Josh Hawley is 38 years old and blaming Missouri’s problems on the ‘sexual revolution’

I went to the same high school as Missouri Attorney General Josh Hawley. He was a few years older than me. (I don’t remember him.) We attended an all-boys Jesuit high school in Kansas City. I can’t speak to what goes on there now, but in the late 1990s, it was — for a religious school in the midwest, at least — a reasonably enlightened place. We were not being fed a diet of Fox News talking points. Jesuits like to see themselves as deep thinkers, so there was a lot of room for different perspectives. (That was my experience. LGBT students, and students of color, certainly experienced less freedom of thought.)
One opinion I never heard from even the crankiest, saddest-bastard conservative teachers is that the sexual revolution was to blame for society’s ills. That is something Mr. Burns says. Even at a conservative-ish all-boys school, everyone would have laughed at an idea so preposterous.
But that is what Josh Hawley, who is 38 years old, has somehow come to believe, or at least say he believes.
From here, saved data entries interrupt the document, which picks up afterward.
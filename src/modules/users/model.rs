use chrono::NaiveDateTime;
use serde::{Deserialize, Serialize};
use sqlx::FromRow;
use utoipa::ToSchema;
use validator::Validate;

#[derive(Debug, Clone, Copy, PartialEq, Eq, Serialize, Deserialize, sqlx::Type, ToSchema)]
#[serde(rename_all = "lowercase")]
#[sqlx(rename_all = "lowercase")]
pub enum UserRole {
    Admin,
    Teacher,
}

impl UserRole {
    pub fn as_str(&self) -> &'static str {
        match self {
            UserRole::Admin => "admin",
            UserRole::Teacher => "teacher",
        }
    }
}

/// Account record. The stored password hash never leaves the service layer.
#[derive(Debug, Clone, Serialize, Deserialize, FromRow, ToSchema)]
pub struct User {
    pub id: i64,
    pub email: String,
    pub role: UserRole,
    pub name: String,
    pub created_at: NaiveDateTime,
    pub updated_at: NaiveDateTime,
}

#[derive(Debug, Deserialize, Validate, ToSchema)]
pub struct CreateUserDto {
    #[validate(email)]
    pub email: String,
    #[validate(length(min = 8))]
    pub password: String,
    pub role: UserRole,
    #[validate(length(min = 1))]
    pub name: String,
}

/// Only the display name is mutable on an account; email, role and password
/// hash stay fixed through this endpoint.
#[derive(Debug, Deserialize, Validate, ToSchema)]
pub struct UpdateUserDto {
    #[validate(length(min = 1))]
    pub name: String,
}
We know now because the Star has obtained an audio recording of Hawley addressing a crowd of pastors in Kansas City last month. Speaking at a “Pastors and Pews” event, which was convened by the Missouri Renewal Project, Hawley said:
“We have a human trafficking crisis in our state and in this city and in our country because people are willing to purchase women, young women, and treat them like commodities. There is a market for it. Why is there? Because our culture has completely lost its way. The sexual revolution has led to exploitation of women on a scale that we would never have imagined, never have imagined.”
He went on:
“You know what I’m talking about, the 1960s, 1970s, it became commonplace in our culture among our cultural elites, Hollywood, and the media, to talk about, to denigrate the biblical truth about husband and wife, man and woman.”
Hawley’s deeply strange position fails to account for why human trafficking occurs in literally every country in the world. Nor does it acknowledge the inextricable link between human trafficking and late capitalism. Perhaps that’s a topic for another day.
Of course, Hawley’s likely primary opponent in Missouri’s upcoming U.S. Senate race, Courtland Sykes, has done him one better. He’s just a regular guy who doesn’t think it’s too much to ask that his wife have his dinner ready for him the second he walks in the door after a hard day of work.
The Pitch is willing to sponsor a Studs-like event where women compete for the affection of these Senate candidates. Todd Akin could host. Please get in touch if interested.